糸でひよこを毎日編んでいる若い女の子だ。
かなり前にこの趣味を始めたのだが、まさか毎日未だに続くとは思わなかったが、私にとっては命と同じように大切にしていることだ。
ほとんどの時間は家で、静かな雰囲気の中、糸を微笑みながらも編んでいるのだが、今日は違う雰囲気を過ごしたいため、喫茶店で編むことにした。
家の近くに一つのカフェがあり、若い男性マスターが経営するとてもオシャレな店だ。
一部木造で作られており、木製の椅子やテーブルがとてもオシャレさを増している。
私はカフェの前を通るだけで、中に入ったことが無かったのだが、今日は中に足を踏み入れることにした。
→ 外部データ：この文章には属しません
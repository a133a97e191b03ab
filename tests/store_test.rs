use std::cell::RefCell;
use std::rc::Rc;
use talho::store::{FieldId, MAX_CASCADE_DEPTH, Store, StoreBuilder, StoreError};

#[derive(Clone, Copy, Debug, PartialEq, Eq, Hash)]
enum F {
    A,
    B,
    C,
    Sum,
}

impl FieldId for F {
    const ALL: &'static [Self] = &[F::A, F::B, F::C, F::Sum];
}

type Log = Rc<RefCell<Vec<String>>>;

fn base() -> StoreBuilder<F, i64> {
    StoreBuilder::new()
        .stored(F::A, 0)
        .stored(F::B, 0)
        .stored(F::C, 0)
        .derived(F::Sum, |s: &Store<F, i64>| s.get(F::A) + s.get(F::B) + s.get(F::C))
}

#[test]
fn get_returns_last_set_value() {
    let mut store = base().build().unwrap();
    assert_eq!(store.get(F::A), 0);
    store.set(F::A, 7).unwrap();
    assert_eq!(store.get(F::A), 7);
    assert_eq!(store.peek(F::A), Some(&7));
}

#[test]
fn derived_fields_recompute_on_read() {
    let mut store = base().build().unwrap();
    store.set(F::A, 1).unwrap();
    store.set(F::B, 2).unwrap();
    assert_eq!(store.get(F::Sum), 3);
    store.set(F::C, 10).unwrap();
    assert_eq!(store.get(F::Sum), 13);
    assert!(store.is_derived(F::Sum));
    assert_eq!(store.peek(F::Sum), None);
}

#[test]
fn writing_a_derived_field_is_rejected() {
    let mut store = base().build().unwrap();
    assert!(matches!(store.set(F::Sum, 1), Err(StoreError::DerivedField(_))));
}

#[test]
fn builder_rejects_inconsistent_tables() {
    let ambiguous = base().stored(F::Sum, 0).build();
    assert!(matches!(ambiguous, Err(StoreError::Ambiguous(_))));

    let missing = StoreBuilder::<F, i64>::new()
        .stored(F::A, 0)
        .stored(F::B, 0)
        .derived(F::Sum, |_| 0)
        .build();
    assert!(matches!(missing, Err(StoreError::Missing(name)) if name == "C"));

    let effect_on_derived = base().effect(F::Sum, |_, _| Ok(())).build();
    assert!(matches!(effect_on_derived, Err(StoreError::EffectOnDerived(_))));
}

#[test]
fn effects_run_in_registration_order() {
    let log: Log = Rc::default();
    let (l1, l2) = (log.clone(), log.clone());
    let mut store = base()
        .effect(F::A, move |_, v| {
            l1.borrow_mut().push(format!("first {}", v));
            Ok(())
        })
        .effect(F::A, move |_, v| {
            l2.borrow_mut().push(format!("second {}", v));
            Ok(())
        })
        .build()
        .unwrap();

    assert_eq!(store.effects(F::A), 2);
    store.set(F::A, 4).unwrap();
    assert_eq!(*log.borrow(), vec!["first 4", "second 4"]);
}

#[test]
fn cascades_run_depth_first_before_set_returns() {
    let log: Log = Rc::default();
    let (la, lb, lc) = (log.clone(), log.clone(), log.clone());
    let mut store = base()
        .effect(F::A, move |s, v| {
            la.borrow_mut().push("A start".to_string());
            s.set(F::B, v * 2)?;
            la.borrow_mut().push("A end".to_string());
            Ok(())
        })
        .effect(F::B, move |s, v| {
            lb.borrow_mut().push(format!("B depth {}", s.depth()));
            s.set(F::C, v + 1)
        })
        .effect(F::C, move |s, _| {
            lc.borrow_mut().push(format!("C depth {}", s.depth()));
            Ok(())
        })
        .build()
        .unwrap();

    store.set(F::A, 5).unwrap();

    assert_eq!(
        *log.borrow(),
        vec!["A start", "B depth 2", "C depth 3", "A end"]
    );
    assert_eq!(store.get(F::B), 10);
    assert_eq!(store.get(F::C), 11);
    assert_eq!(store.get(F::Sum), 26);
    assert_eq!(store.depth(), 0);
}

#[test]
fn identical_writes_fire_effects_every_time() {
    let runs = Rc::new(RefCell::new(0));
    let counter = runs.clone();
    let mut store = base()
        .effect(F::A, move |_, _| {
            *counter.borrow_mut() += 1;
            Ok(())
        })
        .build()
        .unwrap();

    store.set(F::A, 3).unwrap();
    store.set(F::A, 3).unwrap();
    assert_eq!(*runs.borrow(), 2);
}

#[test]
fn a_write_may_be_overwritten_by_its_own_cascade() {
    let mut store = base()
        .effect(F::A, |s, v| if *v > 10 { s.set(F::A, 10) } else { Ok(()) })
        .build()
        .unwrap();

    store.set(F::A, 50).unwrap();
    assert_eq!(store.get(F::A), 10);
}

#[test]
fn runaway_cascades_are_stopped() {
    let mut store = base()
        .effect(F::A, |s, v| s.set(F::B, v + 1))
        .effect(F::B, |s, v| s.set(F::A, v + 1))
        .build()
        .unwrap();

    let err = store.set(F::A, 0).unwrap_err();
    assert!(matches!(err, StoreError::CascadeTooDeep(n) if n == MAX_CASCADE_DEPTH));
    // the store is usable again afterwards
    assert_eq!(store.depth(), 0);
    assert_eq!(store.get(F::A) + 1, store.get(F::B));
}

#[test]
fn failing_effect_stops_later_effects_but_keeps_the_value() {
    let ran = Rc::new(RefCell::new(false));
    let flag = ran.clone();
    let mut store = base()
        .effect(F::A, |_, _| Err(StoreError::Effect("boom".to_string())))
        .effect(F::A, move |_, _| {
            *flag.borrow_mut() = true;
            Ok(())
        })
        .build()
        .unwrap();

    let err = store.set(F::A, 9).unwrap_err();
    assert_eq!(err.to_string(), "boom");
    assert!(!*ran.borrow());
    assert_eq!(store.get(F::A), 9);
}
use serde::{Deserialize, Serialize};
use std::env;

/// Path segment of each backend API group, appended to `api_base`.
#[derive(Clone, Debug, PartialEq, Eq, Serialize, Deserialize)]
#[serde(default)]
pub struct ApiGroups {
    pub cart: String,
    pub auth: String,
    pub orders: String,
    pub addresses: String,
    pub reviews: String,
    pub delivery: String,
}

impl Default for ApiGroups {
    fn default() -> Self {
        Self {
            cart: "api:cart".to_string(),
            auth: "api:auth".to_string(),
            orders: "api:orders".to_string(),
            addresses: "api:addresses".to_string(),
            reviews: "api:reviews".to_string(),
            delivery: "api:delivery".to_string(),
        }
    }
}

/// Everything a widget needs to know about its environment.
///
/// Passed to widget constructors instead of living in page-level globals.
#[derive(Clone, Debug, PartialEq, Eq, Serialize, Deserialize)]
#[serde(default)]
pub struct StoreConfig {
    pub api_base: String,
    pub groups: ApiGroups,
    /// Postal-code lookup URL; `{cep}` is replaced by the 8 digits.
    pub cep_lookup_url: String,
    pub auth_cookie: String,
    /// Local storage key of the cart mirror.
    pub cart_storage_key: String,
    /// Orders strictly above this many centavos ship for free.
    pub free_shipping_cents: i64,
    pub max_quantity: i64,
    /// Attempts made by the postal-code lookup before giving up.
    pub cep_lookup_attempts: u32,
}

impl Default for StoreConfig {
    fn default() -> Self {
        Self {
            api_base: "http://localhost:8080".to_string(),
            groups: ApiGroups::default(),
            cep_lookup_url: "https://viacep.com.br/ws/{cep}/json/".to_string(),
            auth_cookie: "talho_auth".to_string(),
            cart_storage_key: "talho_cart".to_string(),
            free_shipping_cents: 400_00,
            max_quantity: 10,
            cep_lookup_attempts: 3,
        }
    }
}

impl StoreConfig {
    /// Default configuration overlaid with environment variables.
    ///
    /// # Environment Variables
    /// - `TALHO_API_BASE`: backend base URL.
    /// - `TALHO_AUTH_COOKIE`: name of the auth cookie.
    /// - `TALHO_CART_KEY`: local storage key of the cart mirror.
    /// - `TALHO_FREE_SHIPPING_CENTS`: free-shipping threshold in centavos.
    ///
    /// Empty or unparsable values are ignored.
    pub fn from_env() -> Self {
        let mut config = Self::default();

        if let Some(base) = non_empty_var("TALHO_API_BASE") {
            config.api_base = base;
        }
        if let Some(cookie) = non_empty_var("TALHO_AUTH_COOKIE") {
            config.auth_cookie = cookie;
        }
        if let Some(key) = non_empty_var("TALHO_CART_KEY") {
            config.cart_storage_key = key;
        }
        if let Some(cents) = non_empty_var("TALHO_FREE_SHIPPING_CENTS").and_then(|v| v.parse().ok()) {
            config.free_shipping_cents = cents;
        }

        config
    }
}

fn non_empty_var(name: &str) -> Option<String> {
    env::var(name).ok().filter(|v| !v.trim().is_empty())
}
//! Form field validation for the signup, checkout and account forms.
//!
//! Every error displays as the Portuguese message written into the form's
//! error node.

use crate::cpf::{digits_only, validate_cpf};
use chrono::{Datelike, Months, NaiveDate};
use lazy_static::lazy_static;
use regex::Regex;
use thiserror::Error;

pub const MIN_PASSWORD_LEN: usize = 8;
pub const MIN_AGE_YEARS: u32 = 18;

lazy_static! {
    static ref EMAIL_REGEX: Regex = Regex::new(r"^[^\s@]+@[^\s@]+\.[^\s@]+$").unwrap();
    // DDD + landline (8 digits starting 2-5) or mobile (9 + 8 digits)
    static ref PHONE_REGEX: Regex =
        Regex::new(r"^[1-9]{2}(?:9[0-9]{8}|[2-5][0-9]{7})$").unwrap();
    static ref CEP_REGEX: Regex = Regex::new(r"^[0-9]{5}-?[0-9]{3}$").unwrap();
    static ref DATE_REGEX: Regex = Regex::new(r"^([0-9]{2})/([0-9]{2})/([0-9]{4})$").unwrap();
}

#[derive(Error, Debug, Clone, PartialEq, Eq)]
pub enum ValidationError {
    #[error("Preencha o campo {0}.")]
    Required(&'static str),

    #[error("Informe um e-mail válido.")]
    Email,

    #[error("Informe um telefone válido com DDD.")]
    Phone,

    #[error("Informe um CEP válido.")]
    Cep,

    #[error("Informe um CPF válido.")]
    Cpf,

    #[error("Informe uma data de nascimento válida.")]
    Birthday,

    #[error("É preciso ter pelo menos 18 anos.")]
    Underage,

    #[error("A senha deve ter pelo menos 8 caracteres.")]
    Password,
}

/// Rejects blank input, naming the field in the message.
pub fn require(value: &str, field: &'static str) -> Result<(), ValidationError> {
    if value.trim().is_empty() {
        Err(ValidationError::Required(field))
    } else {
        Ok(())
    }
}

pub fn validate_email(email: &str) -> Result<(), ValidationError> {
    if EMAIL_REGEX.is_match(email.trim()) {
        Ok(())
    } else {
        Err(ValidationError::Email)
    }
}

/// Accepts any punctuation around a Brazilian number with area code and
/// returns its digits.
pub fn validate_phone(phone: &str) -> Result<String, ValidationError> {
    let digits = digits_only(phone);
    if PHONE_REGEX.is_match(&digits) {
        Ok(digits)
    } else {
        Err(ValidationError::Phone)
    }
}

/// Accepts `00000-000` or `00000000` and returns the 8 digits.
pub fn validate_cep(cep: &str) -> Result<String, ValidationError> {
    let cep = cep.trim();
    if CEP_REGEX.is_match(cep) {
        Ok(digits_only(cep))
    } else {
        Err(ValidationError::Cep)
    }
}

pub fn validate_cpf_field(cpf: &str) -> Result<String, ValidationError> {
    if validate_cpf(cpf) {
        Ok(digits_only(cpf))
    } else {
        Err(ValidationError::Cpf)
    }
}

/// Parses a `dd/mm/yyyy` birthday. The date must exist on the calendar,
/// must not be before 1900 and must be at least [`MIN_AGE_YEARS`] years
/// before `today`.
pub fn validate_birthday(birthday: &str, today: NaiveDate) -> Result<NaiveDate, ValidationError> {
    let caps = DATE_REGEX
        .captures(birthday.trim())
        .ok_or(ValidationError::Birthday)?;

    let day: u32 = caps[1].parse().map_err(|_| ValidationError::Birthday)?;
    let month: u32 = caps[2].parse().map_err(|_| ValidationError::Birthday)?;
    let year: i32 = caps[3].parse().map_err(|_| ValidationError::Birthday)?;

    let date = NaiveDate::from_ymd_opt(year, month, day).ok_or(ValidationError::Birthday)?;
    if date > today || date.year() < 1900 {
        return Err(ValidationError::Birthday);
    }
    let cutoff = today
        .checked_sub_months(Months::new(12 * MIN_AGE_YEARS))
        .ok_or(ValidationError::Birthday)?;
    if date > cutoff {
        return Err(ValidationError::Underage);
    }
    Ok(date)
}

pub fn validate_password(password: &str) -> Result<(), ValidationError> {
    if password.chars().count() >= MIN_PASSWORD_LEN {
        Ok(())
    } else {
        Err(ValidationError::Password)
    }
}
だが、男性マスターの優しい接客などで、一瞬でこのカフェの虜になった。
カフェオレを注文し、テーブルの隅に置いてから、椅子に腰を掛けて編み物に集中した。
周りが見えなくなるほど、私は集中力に長けている。
これが良いのか悪いのか分からないが、私にとっては〈ひよこ〉を生み出す大切な時間だ。
すると肩を誰かが叩いてきた。
私は驚きながらも目線を上にやると、そこには男性マスターの姿があった。
「なんですか?」
「えっと、それひよこですか?」
「は、はい」
「僕、ひよこ好きなんですよ。編み物で表現できるの凄いなぁ」
「そうですか?」
「もちろんですよ」
マスターは笑顔で言った。
まさか、私の編み物に興味を持ってくれるとは。
正直嬉しさで一杯だったため
「もしよかったら、マスターさんのために編みましょうか?」
「いいんですか!?」
「好きな色はありますか?」
「赤と黄色ですね」
「それじゃ、明日作って渡しますね」
「ありがとうございます。仕事頑張れます」
そう言って笑顔でカウンターに戻っていった。
なんだろう。
この胸がときめくような感情だ。
すると床に何か写真が落ちているのが分かった。
そこには一人の女性が笑顔で写っており、こちらに向かってピースサインをしている。
私はすぐに拾ってから、マスターの方を向きながら写真を向けると、マスターが気づいてこちらに近づいてきた。
「すいません」
「ご家族ですか?」
「妻です。去年亡くなったんですけど」
「えっ・・・」
「でも、大丈夫です。やっと立ち直れましたが」
「・・・それだったら、これを」
そう言って私は一枚のポストカードを渡した。
以前、自分が作ったひよこを写したカードを作ったのだ。
誰かにすぐに渡せるように財布に持ち歩いているのだ。
するとマスターが涙を流しながら
「ありがとうございます」
「大丈夫ですか?」
「実はここに写っているひよこの色。妻の大好きな色なんです。大切にします」
そう言ってカウンターに戻っていった。
あのカードに写っているひよこの色は〈黄色〉。
そう言えば、私も黄色が大好きだ。
なんだか不思議な感情になったが、あのマスターがとても優しい心を持っていることは分かった。
また明後日来た時には、黄色のみのひよこも作ってプレゼントしよう。
そう思い、編み物を続けたのだった。